# [WHAT YOU HAVE TO DO]
Using the records below, output the stretch that opens with the line containing "repository 51f726d8c7c81bce" and closes with the line containing "fn check_text(field: &str, text: &str, label: &str)", exactly and including both lines, with nothing more.

# [EXCERPTED DATA]
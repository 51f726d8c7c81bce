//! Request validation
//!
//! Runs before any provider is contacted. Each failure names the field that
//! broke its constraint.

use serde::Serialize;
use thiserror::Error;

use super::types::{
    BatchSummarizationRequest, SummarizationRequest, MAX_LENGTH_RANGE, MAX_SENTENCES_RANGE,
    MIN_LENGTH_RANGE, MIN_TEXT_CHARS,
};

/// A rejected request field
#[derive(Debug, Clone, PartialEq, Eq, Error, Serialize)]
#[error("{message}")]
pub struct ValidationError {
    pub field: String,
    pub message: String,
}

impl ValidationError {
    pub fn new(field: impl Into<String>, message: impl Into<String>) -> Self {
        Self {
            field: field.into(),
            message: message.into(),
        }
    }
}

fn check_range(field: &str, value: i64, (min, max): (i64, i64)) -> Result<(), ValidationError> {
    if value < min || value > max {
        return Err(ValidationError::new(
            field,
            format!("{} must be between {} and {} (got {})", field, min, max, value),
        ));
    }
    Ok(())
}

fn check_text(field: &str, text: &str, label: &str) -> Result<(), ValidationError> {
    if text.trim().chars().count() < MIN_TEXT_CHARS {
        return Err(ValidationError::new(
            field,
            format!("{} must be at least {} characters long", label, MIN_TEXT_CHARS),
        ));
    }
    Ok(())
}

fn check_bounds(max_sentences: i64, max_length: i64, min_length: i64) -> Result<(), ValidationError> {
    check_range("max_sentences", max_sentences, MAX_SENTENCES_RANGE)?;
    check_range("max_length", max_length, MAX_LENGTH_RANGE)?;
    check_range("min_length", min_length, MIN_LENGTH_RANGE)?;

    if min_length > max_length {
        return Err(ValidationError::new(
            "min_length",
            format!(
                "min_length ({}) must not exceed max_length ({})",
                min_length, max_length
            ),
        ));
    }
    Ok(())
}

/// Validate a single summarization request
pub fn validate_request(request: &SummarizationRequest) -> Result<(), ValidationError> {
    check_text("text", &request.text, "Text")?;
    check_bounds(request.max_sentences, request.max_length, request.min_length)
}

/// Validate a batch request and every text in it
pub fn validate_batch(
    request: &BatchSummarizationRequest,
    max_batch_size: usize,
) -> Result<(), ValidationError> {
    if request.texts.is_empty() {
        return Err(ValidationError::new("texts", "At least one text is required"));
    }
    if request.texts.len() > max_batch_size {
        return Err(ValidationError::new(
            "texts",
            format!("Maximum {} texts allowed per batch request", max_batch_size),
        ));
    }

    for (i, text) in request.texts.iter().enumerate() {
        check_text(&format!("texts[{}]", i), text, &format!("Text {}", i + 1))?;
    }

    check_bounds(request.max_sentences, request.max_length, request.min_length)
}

...

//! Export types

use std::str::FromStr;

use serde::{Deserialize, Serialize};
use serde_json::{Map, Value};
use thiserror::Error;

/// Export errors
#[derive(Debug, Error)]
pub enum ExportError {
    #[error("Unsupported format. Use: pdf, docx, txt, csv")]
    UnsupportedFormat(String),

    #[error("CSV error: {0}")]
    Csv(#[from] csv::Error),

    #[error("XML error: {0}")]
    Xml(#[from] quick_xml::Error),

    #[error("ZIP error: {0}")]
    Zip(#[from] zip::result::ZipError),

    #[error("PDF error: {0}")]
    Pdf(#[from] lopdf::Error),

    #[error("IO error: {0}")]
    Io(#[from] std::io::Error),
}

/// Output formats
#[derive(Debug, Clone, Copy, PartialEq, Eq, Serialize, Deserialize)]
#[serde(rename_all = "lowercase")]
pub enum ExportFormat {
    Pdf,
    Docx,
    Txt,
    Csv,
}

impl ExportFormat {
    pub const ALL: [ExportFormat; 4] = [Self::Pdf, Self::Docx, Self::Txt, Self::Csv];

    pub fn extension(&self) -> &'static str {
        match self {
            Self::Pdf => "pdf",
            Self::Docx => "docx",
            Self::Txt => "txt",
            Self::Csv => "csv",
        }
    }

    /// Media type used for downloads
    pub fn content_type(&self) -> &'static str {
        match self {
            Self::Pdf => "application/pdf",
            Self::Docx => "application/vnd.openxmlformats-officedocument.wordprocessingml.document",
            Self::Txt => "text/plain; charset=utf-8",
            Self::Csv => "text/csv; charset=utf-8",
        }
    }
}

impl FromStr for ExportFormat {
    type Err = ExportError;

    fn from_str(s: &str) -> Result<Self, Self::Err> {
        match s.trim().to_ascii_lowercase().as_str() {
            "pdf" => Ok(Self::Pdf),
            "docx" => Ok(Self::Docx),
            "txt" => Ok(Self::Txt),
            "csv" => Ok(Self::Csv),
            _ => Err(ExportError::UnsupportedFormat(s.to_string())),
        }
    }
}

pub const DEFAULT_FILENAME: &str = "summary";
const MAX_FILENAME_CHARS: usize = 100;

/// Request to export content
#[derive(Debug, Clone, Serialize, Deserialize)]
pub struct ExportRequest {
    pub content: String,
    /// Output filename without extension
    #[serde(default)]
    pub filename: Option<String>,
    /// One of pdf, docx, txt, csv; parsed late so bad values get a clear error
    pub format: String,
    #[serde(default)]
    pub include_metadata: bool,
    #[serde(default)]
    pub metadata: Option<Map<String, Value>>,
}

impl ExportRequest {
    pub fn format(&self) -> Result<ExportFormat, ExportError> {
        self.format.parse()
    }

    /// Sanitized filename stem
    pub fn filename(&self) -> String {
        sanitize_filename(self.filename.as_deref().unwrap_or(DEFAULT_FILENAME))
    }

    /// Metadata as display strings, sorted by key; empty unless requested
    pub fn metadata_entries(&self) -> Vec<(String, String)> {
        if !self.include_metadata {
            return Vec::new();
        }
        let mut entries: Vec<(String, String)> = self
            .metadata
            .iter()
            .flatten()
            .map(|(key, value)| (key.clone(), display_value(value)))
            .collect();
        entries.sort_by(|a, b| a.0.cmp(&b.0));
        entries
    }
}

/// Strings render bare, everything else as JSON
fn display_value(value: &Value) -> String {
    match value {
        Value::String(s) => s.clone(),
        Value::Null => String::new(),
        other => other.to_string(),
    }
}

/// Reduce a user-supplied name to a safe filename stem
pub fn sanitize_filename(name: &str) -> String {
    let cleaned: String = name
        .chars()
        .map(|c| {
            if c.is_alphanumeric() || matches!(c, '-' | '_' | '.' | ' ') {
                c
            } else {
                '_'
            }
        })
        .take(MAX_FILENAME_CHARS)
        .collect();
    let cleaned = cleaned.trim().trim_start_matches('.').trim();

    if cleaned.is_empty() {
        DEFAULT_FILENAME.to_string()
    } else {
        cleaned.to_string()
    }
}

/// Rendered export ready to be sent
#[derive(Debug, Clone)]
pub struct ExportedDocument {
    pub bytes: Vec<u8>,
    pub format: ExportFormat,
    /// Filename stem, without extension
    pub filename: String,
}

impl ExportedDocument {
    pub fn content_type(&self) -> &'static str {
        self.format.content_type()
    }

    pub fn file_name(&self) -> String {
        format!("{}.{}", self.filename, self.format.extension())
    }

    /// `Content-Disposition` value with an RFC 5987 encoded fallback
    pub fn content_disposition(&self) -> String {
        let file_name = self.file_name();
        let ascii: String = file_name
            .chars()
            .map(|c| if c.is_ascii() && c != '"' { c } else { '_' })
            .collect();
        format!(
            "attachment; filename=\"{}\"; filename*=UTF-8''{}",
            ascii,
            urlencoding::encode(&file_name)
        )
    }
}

# [RESPONSE AREA]
repository 51f726d8c7c81bce
//! Request validation
//!
//! Runs before any provider is contacted. Each failure names the field that
//! broke its constraint.

use serde::Serialize;
use thiserror::Error;

use super::types::{
    BatchSummarizationRequest, SummarizationRequest, MAX_LENGTH_RANGE, MAX_SENTENCES_RANGE,
    MIN_LENGTH_RANGE, MIN_TEXT_CHARS,
};

/// A rejected request field
#[derive(Debug, Clone, PartialEq, Eq, Error, Serialize)]
#[error("{message}")]
pub struct ValidationError {
    pub field: String,
    pub message: String,
}

impl ValidationError {
    pub fn new(field: impl Into<String>, message: impl Into<String>) -> Self {
        Self {
            field: field.into(),
            message: message.into(),
        }
    }
}

fn check_range(field: &str, value: i64, (min, max): (i64, i64)) -> Result<(), ValidationError> {
    if value < min || value > max {
        return Err(ValidationError::new(
            field,
            format!("{} must be between {} and {} (got {})", field, min, max, value),
        ));
    }
    Ok(())
}

fn check_text(field: &str, text: &str, label: &str) -> Result<(), ValidationError> {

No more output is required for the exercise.